The DataGrid will infer columns "0", "1" and "2" and show 3 rows of data.

Janpot commented 2 years ago

I don't think we need to make too many assumptions about what kind of data is coming from APIs. It's easy to add some cheap magic to Toolpad, it will be hard to take it back out again or work around its quirks. APIs may be used in other places than DataGrids. For this specific problem, I believe the real solution rather lies in the getRowId property of the datagrid.

In the future we can start thinking about a higher level concept than APIs that represent collections of entities. Strongly typed, that allows listing, selects, updates, deletion, creation, introspection through a common interface. A bit like jetadmin has.

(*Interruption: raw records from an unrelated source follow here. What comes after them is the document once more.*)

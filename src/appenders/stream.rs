//! Stream appender: one JSON line per record

use crate::core::{
    stderr_writer, Appender, JsonFormatter, LogLevel, LogRecord, LoggerError, MakeWriter, Result,
    TimestampFormat,
};
use parking_lot::Mutex;
use std::io::Write;

/// Writes JSON lines to a stream, normally stderr
pub struct StreamAppender {
    writer: Mutex<Box<dyn Write + Send>>,
    min_level: LogLevel,
    formatter: JsonFormatter,
}

impl StreamAppender {
    /// Append to whatever stream `make_writer` opens
    pub fn new(make_writer: MakeWriter, min_level: LogLevel) -> Self {
        Self {
            writer: Mutex::new(make_writer()),
            min_level,
            formatter: JsonFormatter::new(),
        }
    }

    pub fn stderr(min_level: LogLevel) -> Self {
        Self::new(stderr_writer(), min_level)
    }

    /// Set the timestamp format used in the `datetime` field
    ///
    /// # Examples
    ///
    /// ```
    /// use container_logs::appenders::StreamAppender;
    /// use container_logs::{LogLevel, TimestampFormat};
    ///
    /// let appender = StreamAppender::stderr(LogLevel::Debug)
    ///     .with_timestamp_format(TimestampFormat::Iso8601);
    /// ```
    #[must_use]
    pub fn with_timestamp_format(mut self, format: TimestampFormat) -> Self {
        self.formatter = self.formatter.with_timestamp_format(format);
        self
    }
}

impl Appender for StreamAppender {
    fn append(&mut self, record: &LogRecord) -> Result<()> {
        let mut line = self.formatter.format(record)?;
        line.push('\n');

        let writer = self.writer.get_mut();
        writer
            .write_all(line.as_bytes())
            .and_then(|()| writer.flush())
            .map_err(|e| LoggerError::appender("stream", e.to_string()))
    }

    fn flush(&mut self) -> Result<()> {
        self.writer.get_mut().flush()?;
        Ok(())
    }

    fn name(&self) -> &str {
        "stream"
    }

    fn min_level(&self) -> LogLevel {
        self.min_level
    }
}

#[cfg(test)]
mod tests {
    use super::*;
    use crate::core::{LogContext, SharedBuffer};
    use std::io;
    use std::sync::Arc;

    struct ClosedPipe;

    impl Write for ClosedPipe {
        fn write(&mut self, _buf: &[u8]) -> io::Result<usize> {
            Err(io::Error::new(io::ErrorKind::BrokenPipe, "closed"))
        }

        fn flush(&mut self) -> io::Result<()> {
            Ok(())
        }
    }

    #[test]
    fn test_writes_one_line_per_record() -> Result<()> {
        let buffer = SharedBuffer::new();
        let mut appender = StreamAppender::new(buffer.make_writer(), LogLevel::Debug);

        for i in 0..3 {
            let record = LogRecord::new(LogLevel::Info, "app", format!("Iteration {}", i))
                .with_context(LogContext::new().with_field("iteration", i));
            appender.append(&record)?;
        }
        appender.flush()?;

        let lines = buffer.json_lines()?;
        assert_eq!(lines.len(), 3);
        for (i, line) in lines.iter().enumerate() {
            assert_eq!(line["context"]["iteration"], i as i64);
            assert_eq!(line["level_name"], "INFO");
        }
        Ok(())
    }

    #[test]
    fn test_min_level_gate() {
        let appender = StreamAppender::new(SharedBuffer::new().make_writer(), LogLevel::Warning);
        assert!(!appender.handles(LogLevel::Notice));
        assert!(appender.handles(LogLevel::Warning));
        assert!(appender.handles(LogLevel::Emergency));
    }

    #[test]
    fn test_write_failure_is_reported() {
        let make_writer: MakeWriter =
            Arc::new(|| -> Box<dyn Write + Send> { Box::new(ClosedPipe) });
        let mut appender = StreamAppender::new(make_writer, LogLevel::Debug);
        let record = LogRecord::new(LogLevel::Error, "app", "lost");
        assert!(matches!(
            appender.append(&record),
            Err(LoggerError::AppenderFailed { .. })
        ));
    }
}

bharatkashyap commented 2 years ago

I don't think we need to make too many more assumptions about what kind of data is coming from APIs. It's easy to add some cheap magic to Toolpad, it will be hard to take it back out again or work around its quirks. APIs may be used in other places than DataGrids. For this specific problem, I believe the real solution rather lies in the getRowId property of the datagrid.

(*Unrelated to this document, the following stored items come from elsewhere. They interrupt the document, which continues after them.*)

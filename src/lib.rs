//! # Container Logs
//!
//! Redirects a host application's channel logging onto a single stream of
//! JSON lines on standard error, the way container platforms expect to
//! collect it.
//!
//! ## Features
//!
//! - **Channel registry**: one cached structured logger per channel name
//! - **Legacy shim**: per-file loggers keep their API but write to stderr
//! - **Always delivers**: any failure in the structured path falls back to a
//!   dependency-free JSON writer
//! - **Unhandled errors**: errors and panics become `ERROR` records on the
//!   `exception` channel
//!
//! ## Example
//!
//! ```
//! use container_logs::prelude::*;
//!
//! let buffer = SharedBuffer::new();
//! let manager = LogManager::builder().writer(buffer.make_writer()).build();
//!
//! manager
//!     .get_log("cron")
//!     .info("Ran {jobs} jobs", LogContext::new().with_field("jobs", 3))
//!     .unwrap();
//!
//! let line = &buffer.json_lines().unwrap()[0];
//! assert_eq!(line["channel"], "app.cron");
//! assert_eq!(line["message"], "Ran 3 jobs");
//! ```

pub mod appenders;
pub mod core;
pub mod exception;
pub mod fallback;
pub mod legacy;
pub mod macros;
pub mod manager;

pub mod prelude {
    pub use crate::appenders::StreamAppender;
    pub use crate::core::{
        Appender, ChannelLogger, FieldValue, JsonFormatter, LegacyPriority, LogContext, LogLevel,
        LogRecord, LoggerError, PearPriority, PlaceholderProcessor, PriorityMask, Processor,
        Result, SharedBuffer, StructuredLogger, TimestampFormat,
    };
    pub use crate::exception::{ExceptionInterceptor, UnhandledException, UnhandledExceptionEvent};
    pub use crate::fallback::{Delivery, FallbackEmitter};
    pub use crate::legacy::{LegacyDrivers, LegacyLogger, LegacyMessage, StderrFileLogger};
    pub use crate::manager::{ChannelFactory, LogManager};
}

pub use crate::appenders::StreamAppender;
pub use crate::core::{
    Appender, BridgeMetrics, ChannelLogger, FieldValue, JsonFormatter, LegacyPriority,
    LogContext, LogLevel, LogRecord, LoggerError, PearPriority, PriorityMask, Result,
    SharedBuffer, StructuredLogger, TimestampFormat,
};
#[cfg(feature = "panic-hook")]
pub use crate::exception::install_panic_hook;
pub use crate::exception::{ExceptionInterceptor, UnhandledException, UnhandledExceptionEvent};
pub use crate::fallback::{Delivery, FallbackEmitter};
pub use crate::legacy::{LegacyDrivers, LegacyLogger, LegacyMessage, StderrFileLogger};
pub use crate::manager::{ChannelFactory, LogManager, LogManagerBuilder, StderrJsonFactory};

/// Logger for `channel` from the process-wide manager
pub fn get_log(channel: &str) -> std::sync::Arc<dyn StructuredLogger> {
    LogManager::global().get_log(channel)
}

In the future we can start thinking about a higher level concept than APIs that represent collections of entities. Strongly typed, that allows listing, selects, updates, deletion, creation, introspection through a common interface. A bit like jetadmin has.

Is it sufficient then to do something like:

  getRowId={(row) => row.id ?? generateRandomValue}
Janpot commented 2 years ago

I think we should expose a property on the DataGrid component that allows you to set the field that represents the row ID. Under the hood it would use getRowId

bharatkashyap commented 2 years ago

I think we should expose a property on the DataGrid component that allows you to set the field that represents the row ID. Under the hood it would use getRowId

Would this amount to adding an idField property to the component definition:

idField: {
   typeDef: { type: 'string' }
 }

The control could be a dropdown containing the inferred column names? Perhaps in the future this could become a "Set as Id" in the GridColumns dialog.

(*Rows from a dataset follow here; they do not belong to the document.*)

//! Core logger types and traits

pub mod appender;
pub mod error;
pub mod formatter;
pub mod log_context;
pub mod log_level;
pub mod log_record;
pub mod logger;
pub mod metrics;
pub mod processor;
pub mod severity;
pub mod timestamp;
pub mod writer;

pub use appender::Appender;
pub use error::{LoggerError, Result};
pub use formatter::JsonFormatter;
pub use log_context::{FieldValue, LogContext};
pub use log_level::LogLevel;
pub use log_record::LogRecord;
pub use logger::{
    dispatch_in_progress, ChannelLogger, ChannelLoggerBuilder, DispatchGuard, StructuredLogger,
};
pub use metrics::BridgeMetrics;
pub use processor::{interpolate, PlaceholderProcessor, Processor};
pub use severity::{
    to_canonical, to_legacy_numeric, to_weight, LegacyPriority, PearPriority, PriorityMask,
};
pub use timestamp::{TimestampFormat, DEFAULT_LEGACY_TIME_FORMAT};
pub use writer::{stderr_writer, MakeWriter, SharedBuffer};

getRowId could then become:

const getRowId = React.useCallback( (row: any) => {
if(idField && row.idField) return row.idField 
return crypto.getRandomValues(new Uint16Array(1))[0])
}, [idField])
...

getRowId={(row) => getRowId(row)}

The DataGrid would need to re-mount whenever idField changes, perhaps via key={idField}?

Janpot commented 2 years ago

I don't think we should assign random values. But I've been thinking about it a bit more, we can probably improve inference a bit within the DataGrid. A bit like https://github.com/mui/mui-toolpad/issues/310#issuecomment-1111852322 but inside the DataGrid instead of the API. That way we're not destructive towards people's data, it's purely centred around visualization.

One way that could look like is:

As you said, add a property rowIdField: string to the DataGrid

  1. If the property is set, we assume the user knows what they're doing and short circuit the logic here. None of the following will be executed.
  2. check the first row, if it contains a property id, we assume the whole dataset has ids and short circuit the logic here. None of the following will be executed.
  3. At this point, we assume the user hasn't taken care of adding ids (yet) to their data. Internal to the component we map the rows similar to https://github.com/mui/mui-toolpad/issues/310#issuecomment-1111852322, we add an id property containing the index of the row.

As for what UI should come with that rowIdField, there are 3 options. In increasing difficulty:

  1. just a TextField
  2. a Select containing all possible fields
  3. a checkbox within the columns editor that represents "this field is the ID"

I think 1. and 2. are relatively straightForward. 3. will require some rethinking of how component properties work, it probably shouldn't be part of the same PR.